• _DIRECTIONS_
Could you copy out every line of the data where the word "Some" occurs?

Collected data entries

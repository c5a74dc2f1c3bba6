//! Limit helpers shared by history queries.

/// Clamp a user-provided limit into `0..=max`, falling back to `default`.
/// An explicit zero (or a negative value) asks for an empty page.
pub fn clamp_limit(limit: Option<i64>, default: i64, max: i64) -> i64 {
    limit.unwrap_or(default).clamp(0, max)
}

#[cfg(test)]
mod tests {
    use super::*;

    #[test]
    fn clamp_limit_uses_default_when_none() {
        assert_eq!(clamp_limit(None, 100, 500), 100);
    }

    #[test]
    fn clamp_limit_respects_max() {
        assert_eq!(clamp_limit(Some(900), 100, 500), 500);
    }

    #[test]
    fn clamp_limit_zero_and_negative_mean_empty_page() {
        assert_eq!(clamp_limit(Some(0), 100, 500), 0);
        assert_eq!(clamp_limit(Some(-5), 100, 500), 0);
    }

    #[test]
    fn clamp_limit_passes_through_valid_value() {
        assert_eq!(clamp_limit(Some(2), 100, 500), 2);
    }
}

• _ANSWER SPACE_
        assert_eq!(clamp_limit(Some(900), 100, 500), 500);
        assert_eq!(clamp_limit(Some(0), 100, 500), 0);
        assert_eq!(clamp_limit(Some(-5), 100, 500), 0);
        assert_eq!(clamp_limit(Some(2), 100, 500), 2);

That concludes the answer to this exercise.